We continue our series on the twenty women who are contenders in the campaign for a statue in Manchester, Lydia Becker.
In September 1999, a plaque was unveiled at Foxdenton Hall in Chadderton, the family home of Suffragist and Campaigner Lydia Ernestine Becker.
During the ceremony Oldham councillor Margaret Riley observed, ‘Lydia Becker was important to Suffrage because she kept the flame alive when interest wained. There was interest in the 1860’s, which arose again in the beginning of the 20th Century. Lydia Becker bridged the gap. There is nothing more heroic than to work for a cause in which you believe, which is no longer fashionable’
The eldest of fifteen children, Lydia was born in 1827, the daughter of Hannibal and Mary Becker, her father owned a Chemical plant in Chadderton, her grandfather having founded the firm when he emigrated from Germany.

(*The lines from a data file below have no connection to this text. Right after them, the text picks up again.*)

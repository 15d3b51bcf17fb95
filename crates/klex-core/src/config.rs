use std::env;
use std::fs;
use std::path::PathBuf;

use crate::error::Result;

pub const PID_FILENAME: &str = "klex-daemon.pid";
pub const DB_FILENAME: &str = "klex.json";

/// Get the klex configuration directory (`~/.klex`).
pub fn get_config_dir() -> PathBuf {
    env::var("KLEX_HOME")
        .map(PathBuf::from)
        .or_else(|_| env::var("HOME").map(|home| PathBuf::from(home).join(".klex")))
        .unwrap_or_else(|_| PathBuf::from(".klex"))
}

/// Ensure the configuration directory exists.
pub fn ensure_config_dir() -> Result<PathBuf> {
    let config_dir = get_config_dir();
    if !config_dir.exists() {
        fs::create_dir_all(&config_dir)?;
    }
    Ok(config_dir)
}

/// Get the path to the PID file.
pub fn get_pid_file_path() -> PathBuf {
    get_config_dir().join(PID_FILENAME)
}

/// Get the path to the database file.
pub fn get_db_file_path() -> PathBuf {
    get_config_dir().join(DB_FILENAME)
}

/// Check if the daemon appears to be running, by PID file.
pub fn is_daemon_running() -> Result<Option<u32>> {
    let pid_file = get_pid_file_path();

    if !pid_file.exists() {
        return Ok(None);
    }

    match fs::read_to_string(&pid_file) {
        Ok(contents) => match contents.trim().parse::<u32>() {
            Ok(pid) => Ok(Some(pid)),
            Err(_) => {
                // Invalid PID, treat as not running and clean up
                let _ = fs::remove_file(&pid_file);
                Ok(None)
            }
        },
        Err(_) => {
            let _ = fs::remove_file(&pid_file);
            Ok(None)
        }
    }
}
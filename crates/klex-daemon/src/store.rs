//! File-backed hotstring store: one pretty-printed JSON database holding
//! ordered bundles, engine config and usage statistics.
//!
//! The engine only reads it through the [`HotstringStore`] trait at index
//! rebuild time; the CLI edits it between rebuilds.

use std::fs;
use std::path::PathBuf;
use std::time::SystemTime;

use serde::{Deserialize, Serialize};
use tracing::warn;

use klex_core::config::get_db_file_path;
use klex_core::{
    Bundle, EngineConfig, HotstringStore, KlexError, Result, StatisticsSink, StoredHotstring,
    TriggerClass, UsageStats,
};

pub const DEFAULT_BUNDLE: &str = "Default";

/// Everything persisted on disk.
#[derive(Debug, Clone, Default, Serialize, Deserialize)]
pub struct Database {
    #[serde(default)]
    pub config: EngineConfig,
    #[serde(default)]
    pub stats: UsageStats,
    #[serde(default)]
    pub bundles: Vec<Bundle>,
}

impl Database {
    pub fn bundle_mut(&mut self, name: &str) -> Option<&mut Bundle> {
        self.bundles.iter_mut().find(|b| b.name == name)
    }
}

/// JSON store rooted at the config-dir database file.
#[derive(Debug, Clone)]
pub struct JsonStore {
    path: PathBuf,
}

impl JsonStore {
    pub fn new() -> JsonStore {
        JsonStore {
            path: get_db_file_path(),
        }
    }

    pub fn at(path: PathBuf) -> JsonStore {
        JsonStore { path }
    }

    pub fn path(&self) -> &PathBuf {
        &self.path
    }

    /// Database file modification time, for the change watcher.
    pub fn mtime(&self) -> Option<SystemTime> {
        fs::metadata(&self.path).and_then(|m| m.modified()).ok()
    }

    pub fn load(&self) -> Result<Database> {
        if !self.path.exists() {
            return Err(KlexError::DatabaseNotFound(
                self.path.to_string_lossy().to_string(),
            ));
        }
        let content = fs::read_to_string(&self.path)?;
        if content.trim().is_empty() {
            return Ok(Database::default());
        }
        serde_json::from_str(&content).map_err(|e| e.into())
    }

    pub fn save(&self, db: &Database) -> Result<()> {
        if let Some(parent) = self.path.parent() {
            fs::create_dir_all(parent)?;
        }
        let serialized = serde_json::to_string_pretty(db)?;
        fs::write(&self.path, serialized)?;
        Ok(())
    }

    /// Create the database with the seeded default bundle if missing.
    pub fn ensure_initialized(&self) -> Result<Database> {
        match self.load() {
            Ok(db) if !db.bundles.is_empty() => Ok(db),
            Ok(mut db) => {
                db.bundles.push(Bundle::new(DEFAULT_BUNDLE));
                self.save(&db)?;
                Ok(db)
            }
            Err(KlexError::DatabaseNotFound(_)) => {
                let mut db = Database::default();
                db.bundles.push(Bundle::new(DEFAULT_BUNDLE));
                self.save(&db)?;
                Ok(db)
            }
            Err(e) => Err(e),
        }
    }

    /// Add a hotstring to a bundle (created on first use). Replaces any
    /// existing definition of the same identity within that bundle.
    pub fn add_hotstring(
        &self,
        bundle: &str,
        display: &str,
        replacement: &str,
        triggers: &[TriggerClass],
    ) -> Result<()> {
        if display.is_empty() {
            return Err(KlexError::Other("hotstring text must be non-empty".into()));
        }
        if triggers.is_empty() {
            return Err(KlexError::Other(
                "hotstring needs at least one trigger class".into(),
            ));
        }
        let entry = StoredHotstring::new(display, replacement, triggers);

        let mut db = self.ensure_initialized()?;
        if db.bundle_mut(bundle).is_none() {
            db.bundles.push(Bundle::new(bundle));
        }
        let target = db.bundle_mut(bundle).expect("bundle just inserted");
        target.hotstrings.retain(|hs| hs.id != entry.id);
        target.hotstrings.push(entry);
        self.save(&db)
    }

    /// Delete a hotstring by display text, across all bundles.
    pub fn delete_hotstring(&self, display: &str) -> Result<()> {
        let id = klex_core::codec::encode(display);
        let mut db = self.load()?;
        let before: usize = db.bundles.iter().map(|b| b.hotstrings.len()).sum();
        for bundle in &mut db.bundles {
            bundle.hotstrings.retain(|hs| hs.id != id);
        }
        let after: usize = db.bundles.iter().map(|b| b.hotstrings.len()).sum();
        if before == after {
            return Err(KlexError::Other(format!(
                "hotstring '{}' not found",
                display
            )));
        }
        self.save(&db)
    }

    /// Update the replacement of an existing hotstring.
    pub fn update_hotstring(&self, display: &str, replacement: &str) -> Result<()> {
        let id = klex_core::codec::encode(display);
        let mut db = self.load()?;
        let mut updated = false;
        for bundle in &mut db.bundles {
            for hs in &mut bundle.hotstrings {
                if hs.id == id {
                    hs.replacement = replacement.to_string();
                    updated = true;
                }
            }
        }
        if !updated {
            return Err(KlexError::Other(format!(
                "hotstring '{}' not found",
                display
            )));
        }
        self.save(&db)
    }

    pub fn set_bundle_enabled(&self, name: &str, enabled: bool) -> Result<()> {
        let mut db = self.load()?;
        match db.bundle_mut(name) {
            Some(bundle) => {
                bundle.enabled = enabled;
                self.save(&db)
            }
            None => Err(KlexError::Other(format!("bundle '{}' not found", name))),
        }
    }
}

impl Default for JsonStore {
    fn default() -> Self {
        JsonStore::new()
    }
}

impl HotstringStore for JsonStore {
    fn enabled_bundles(&self) -> Vec<String> {
        match self.load() {
            Ok(db) => db
                .bundles
                .iter()
                .filter(|b| b.enabled)
                .map(|b| b.name.clone())
                .collect(),
            Err(err) => {
                warn!(error = %err, "could not list bundles, serving none");
                Vec::new()
            }
        }
    }

    fn hotstrings_in(&self, bundle: &str) -> Result<Vec<StoredHotstring>> {
        let db = self
            .load()
            .map_err(|e| KlexError::BundleUnavailable(bundle.to_string(), e.to_string()))?;
        db.bundles
            .iter()
            .find(|b| b.name == bundle)
            .map(|b| b.hotstrings.clone())
            .ok_or_else(|| {
                KlexError::BundleUnavailable(bundle.to_string(), "no such bundle".to_string())
            })
    }
}

impl StatisticsSink for JsonStore {
    fn record_expansion(&mut self, chars_saved: u64) -> Result<()> {
        let mut db = self.load()?;
        db.stats.expanded += 1;
        db.stats.chars_saved += chars_saved;
        self.save(&db)
    }
}
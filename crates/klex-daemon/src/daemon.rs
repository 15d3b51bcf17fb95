//! Daemon lifecycle: PID file management, detached worker spawn, and the
//! worker loop itself (engine + listener + store watcher).

use std::fs;
use std::process;
use std::sync::mpsc::sync_channel;
use std::sync::{Arc, Mutex};
use std::thread;
use std::time::Duration;

use tracing::{info, warn};

use klex_core::config::{ensure_config_dir, get_pid_file_path, is_daemon_running};
use klex_core::{
    ExpansionEngine, IndexHandle, KlexError, Result, SilentPrompt, SystemClipboard,
};

use crate::listener::{start_engine_thread, start_keyboard_listener, EVENT_QUEUE_DEPTH};
use crate::store::JsonStore;

/// How often the worker checks the database file for edits.
const STORE_POLL_INTERVAL: Duration = Duration::from_secs(2);

/// Start the daemon as a detached background process.
pub fn start_daemon() -> Result<()> {
    if let Some(pid) = is_daemon_running()? {
        if process_running(pid) {
            return Err(KlexError::DaemonAlreadyRunning(pid));
        }
        // Stale PID file: clean up and start fresh.
        let _ = fs::remove_file(get_pid_file_path());
    }

    let config_dir = ensure_config_dir()?;
    JsonStore::new().ensure_initialized()?;

    let current_exe = std::env::current_exe()?;
    let log_file = config_dir.join("daemon.log");

    #[cfg(unix)]
    {
        use std::process::Command;
        let cmd = format!(
            "nohup {} daemon-worker > {} 2>&1 &",
            current_exe.to_string_lossy(),
            log_file.to_string_lossy()
        );
        Command::new("sh").arg("-c").arg(&cmd).status()?;
    }

    #[cfg(windows)]
    {
        use std::process::Command;
        let cmd = format!(
            "START /B \"klex daemon\" \"{}\" daemon-worker > \"{}\" 2>&1",
            current_exe.to_string_lossy(),
            log_file.to_string_lossy()
        );
        Command::new("cmd").arg("/C").arg(&cmd).status()?;
    }

    // Wait for the worker to write its PID file.
    for _ in 0..20 {
        thread::sleep(Duration::from_millis(100));
        if let Some(pid) = is_daemon_running()? {
            if process_running(pid) {
                println!("Daemon started with PID {}.", pid);
                return Ok(());
            }
        }
    }

    Err(KlexError::Other(format!(
        "daemon failed to start; check logs at {}",
        log_file.to_string_lossy()
    )))
}

/// Stop a running daemon.
pub fn stop_daemon() -> Result<()> {
    let pid = is_daemon_running()?.ok_or(KlexError::DaemonNotRunning)?;
    if !process_running(pid) {
        let _ = fs::remove_file(get_pid_file_path());
        return Err(KlexError::DaemonNotRunning);
    }

    #[cfg(unix)]
    {
        use std::process::Command;
        Command::new("kill").arg(pid.to_string()).status()?;
    }
    #[cfg(windows)]
    {
        use std::process::Command;
        Command::new("taskkill")
            .args(["/PID", &pid.to_string(), "/F"])
            .status()?;
    }

    let _ = fs::remove_file(get_pid_file_path());
    println!("Daemon with PID {} stopped.", pid);
    Ok(())
}

/// Report daemon status to stdout.
pub fn daemon_status() -> Result<()> {
    match is_daemon_running()? {
        Some(pid) if process_running(pid) => println!("Daemon is running with PID {}.", pid),
        Some(_) | None => println!("Daemon is not running."),
    }
    Ok(())
}

/// Check whether a PID refers to a live process.
pub fn process_running(pid: u32) -> bool {
    #[cfg(unix)]
    {
        use std::process::Command;
        Command::new("kill")
            .args(["-0", &pid.to_string()])
            .status()
            .map(|s| s.success())
            .unwrap_or(false)
    }
    #[cfg(windows)]
    {
        use std::process::Command;
        Command::new("tasklist")
            .args(["/FI", &format!("PID eq {}", pid)])
            .output()
            .map(|o| String::from_utf8_lossy(&o.stdout).contains(&pid.to_string()))
            .unwrap_or(false)
    }
}

/// The worker process: builds the engine with real collaborators and runs
/// until killed.
pub fn run_daemon_worker() -> Result<()> {
    ensure_config_dir()?;
    let pid_file = get_pid_file_path();
    fs::write(&pid_file, process::id().to_string())?;

    let store = JsonStore::new();
    let db = store.ensure_initialized()?;
    info!(db = %store.path().display(), bundles = db.bundles.len(), "daemon worker starting");

    let index = Arc::new(IndexHandle::new());
    let loaded = index.rebuild(&store);
    info!(hotstrings = loaded, "trigger index built");

    let engine = ExpansionEngine::new(
        index.clone(),
        db.config,
        Box::new(SystemClipboard::new()),
        // %p needs a GUI; headless runs resolve it to empty text.
        Box::new(SilentPrompt),
        Box::new(klex_core::keyboard::EnigoOutput::new()),
        Box::new(store.clone()),
    );

    let running = Arc::new(Mutex::new(true));
    let (tx, rx) = sync_channel(EVENT_QUEUE_DEPTH);

    let engine_handle = start_engine_thread(rx, engine);
    let _listener_handle = start_keyboard_listener(tx, Arc::clone(&running));
    start_store_watcher(store, Arc::clone(&index), Arc::clone(&running));

    // rdev::listen never returns under normal operation; park on the
    // engine thread so the worker stays alive.
    engine_handle
        .join()
        .map_err(|_| KlexError::Other("engine thread panicked".to_string()))?;

    *running.lock().unwrap() = false;
    let _ = fs::remove_file(&pid_file);
    Ok(())
}

/// Republish the trigger index whenever the database file changes, so
/// CLI edits reach the live engine without a restart.
fn start_store_watcher(store: JsonStore, index: Arc<IndexHandle>, running: Arc<Mutex<bool>>) {
    thread::spawn(move || {
        let mut last_seen = store.mtime();
        while *running.lock().unwrap() {
            thread::sleep(STORE_POLL_INTERVAL);
            let current = store.mtime();
            if current != last_seen {
                last_seen = current;
                let count = index.rebuild(&store);
                info!(hotstrings = count, "database changed, index republished");
            }
        }
        warn!("store watcher stopped");
    });
}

Her early years followed the path of the daughter of an industrialist, educated at home, she developed an interest in botany, in 1864 winning an award for her collection of dried plants and in 1866 her book Botany for Novices, was published. She corresponded regularly with Charles Darwin and the following year Lydia founded the Manchester’s Ladies Literacy Society, intended as a society to study scientific matters.” persuading him to submit one of his papers to an early meeting of the organisation.
The previous year, her destiny changed, having heard Barbara Bodichon give a lecture on women’s suffrage. Bodichon had formed the first ever Women’s Suffrage Committee and toured the country where she held meetings on the subject.
Her speeches converted many women to the cause, including Lydia Becker, who wrote an article Female Suffrage for the magazine, The Contemporary Review. Emily Davies and Elizabeth Wolstenholme were two of the women who read the article and later that year they joined with Lydia Becker to form the Manchester Women’s Suffrage Committee. Wolstenholme then arranged to have ten thousand copies of the article printed as a pamphlet.
It was the beginning of a campaign that would last the rest of her life. In 1867, the name of Lily Maxwell appeared by accident on the electoral roll in Manchester. Lily was a widow who ran her own small business paying rates, and was just what Lydia was looking for for a test case. She then accompanied her to the Polling Booth where Lily successfully cast her vote for Jacob Bright.
That same year, the Radical MP, John Stuart Mill added an amendment to the Reform Act that would give women the same political rights as men. The amendment was defeated by 196 votes to 73 but during the debate, Edward Kent Karslake, the Conservative MP for Colchester, said that the main reason he opposed the measure was that he had not met one woman in Essex who agreed with women’s suffrage.
Lydia, along with Helen Taylor and Frances Power Cobbe, decided to take up this challenge and devised the idea of collecting signatures in Colchester for a petition that Karslake could then present to parliament. They found 129 women resident in the town willing to sign the petition.
Back in Manchester, continuously writing articles, she established the Women’s Suffrage Journal as well as being involved in other campaigns, becoming treasurer of the Married Women’s Property Committee and also joining Josephine Butler in her campaign against the Contagious Diseases Acts.
When the Manchester Suffrage Society held the first Women’s suffrage meeting at the Free Trade Hall, Lydia moved the resolution.
The 1870 Education Act allowed women to vote and serve on School Boards. Lydia Becker was elected to the Manchester School Board where she took a strong interest in improving the education of girls in the city. Becker criticised the domestic education of girls in Manchester’s schools and argued that boys should be taught to mend their own socks and cook their own meals.
On the national front she caused controversy in 1874, supporting a move to promote a bill that would grant single, but not married women, the vote. For the unmarried Lydia this was a short-term strategy, however some married suffragists, including Emmeline Pankhurst, were outraged by her views and Lydia was forced to resign from the Married Women’s Property Committee.
In 1881 Becker took on the post of paid secretary to the Central Society for Women’s Suffrage. She held it for the next three years and in 1887 was elected as president of National Union of Women’s Suffrage Societies.
She died quite suddenly in Aix-les-Bains in France on July 18th 1890 where she had gone to convolesce.